* **ASSIGNMENT**
After reading the entries below, copy word for word the lines from the first through the line containing "into a bitmap.", and stop there.

* **INFORMATION SUPPLIED**

//! Error types shared across the crate.
//!
//! Fatal pipeline failures surface as [`RenderError`]. Per-image problems
//! ([`ImageDecodeError`], image-side [`FetchError`]s) are logged and the
//! image is skipped, so they never abort a render on their own.

use thiserror::Error;

use crate::fonts::FontRole;

/// Failure while resolving an asset location to bytes.
#[derive(Debug, Error)]
pub enum FetchError {
    #[error("asset not found: {0}")]
    NotFound(String),

    #[error("unsupported asset location: {0}")]
    UnsupportedScheme(String),

    #[error("invalid data URI: {0}")]
    InvalidDataUri(String),

    #[error("failed to read {path}: {source}")]
    Io {
        path: String,
        #[source]
        source: std::io::Error,
    },
}

/// The image bytes could not be decoded into a bitmap.
#[derive(Debug, Error)]
#[error("image decode failed: {0}")]
pub struct ImageDecodeError(pub String);

/// Fatal failure of the rendering pipeline.
#[derive(Debug, Error)]
pub enum RenderError {
    #[error("template load failed: {0}")]
    TemplateLoad(String),

    #[error("{role} font load failed: {reason}")]
    FontLoad { role: FontRole, reason: String },

    #[error("failed to fetch {what}: {source}")]
    Fetch {
        what: String,
        #[source]
        source: FetchError,
    },

    #[error("failed to serialize PDF: {0}")]
    Serialize(String),

    #[error("certificate {0} not found")]
    RecordNotFound(String),

    #[error("record store is not configured")]
    StoreUnavailable,
}

/// A record failed validation at the boundary.
#[derive(Debug, Error)]
pub enum RecordError {
    #[error("unknown issuing authority: {0:?}")]
    UnknownAuthority(String),

    #[error("logo {found:?} does not match authority (expected {expected:?})")]
    InconsistentLogo { expected: String, found: String },

    #[error("issuing authority is empty")]
    MissingAuthority,

    #[error("certificate id is empty")]
    MissingId,

    #[error("invalid record JSON: {0}")]
    Json(#[from] serde_json::Error),
}

/// Failure of a record store operation, as seen by callers that need a reason.
#[derive(Debug, Error)]
pub enum StoreError {
    #[error("record store is not configured")]
    Unavailable,

    #[error("failed to create certificate {0}")]
    CreateFailed(String),

    #[error("store I/O error at {path}: {source}")]
    Io {
        path: String,
        #[source]
        source: std::io::Error,
    },

    #[error("corrupt record {path}: {source}")]
    Json {
        path: String,
        #[source]
        source: serde_json::Error,
    },

    #[error(transparent)]
    Record(#[from] RecordError),
}

/// The verification QR code could not be produced.
#[derive(Debug, Error)]
pub enum QrError {
    #[error("QR encode failed: {0}")]
    Encode(String),

    #[error("QR image encode failed: {0}")]
    Image(String),
}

* **TASK RESULT**
//! Error types shared across the crate.
//!
//! Fatal pipeline failures surface as [`RenderError`]. Per-image problems
//! ([`ImageDecodeError`], image-side [`FetchError`]s) are logged and the
//! image is skipped, so they never abort a render on their own.

use thiserror::Error;

use crate::fonts::FontRole;

/// Failure while resolving an asset location to bytes.
#[derive(Debug, Error)]
pub enum FetchError {
    #[error("asset not found: {0}")]
    NotFound(String),

    #[error("unsupported asset location: {0}")]
    UnsupportedScheme(String),

    #[error("invalid data URI: {0}")]
    InvalidDataUri(String),

    #[error("failed to read {path}: {source}")]
    Io {
        path: String,
        #[source]
        source: std::io::Error,
    },
}

/// The image bytes could not be decoded into a bitmap.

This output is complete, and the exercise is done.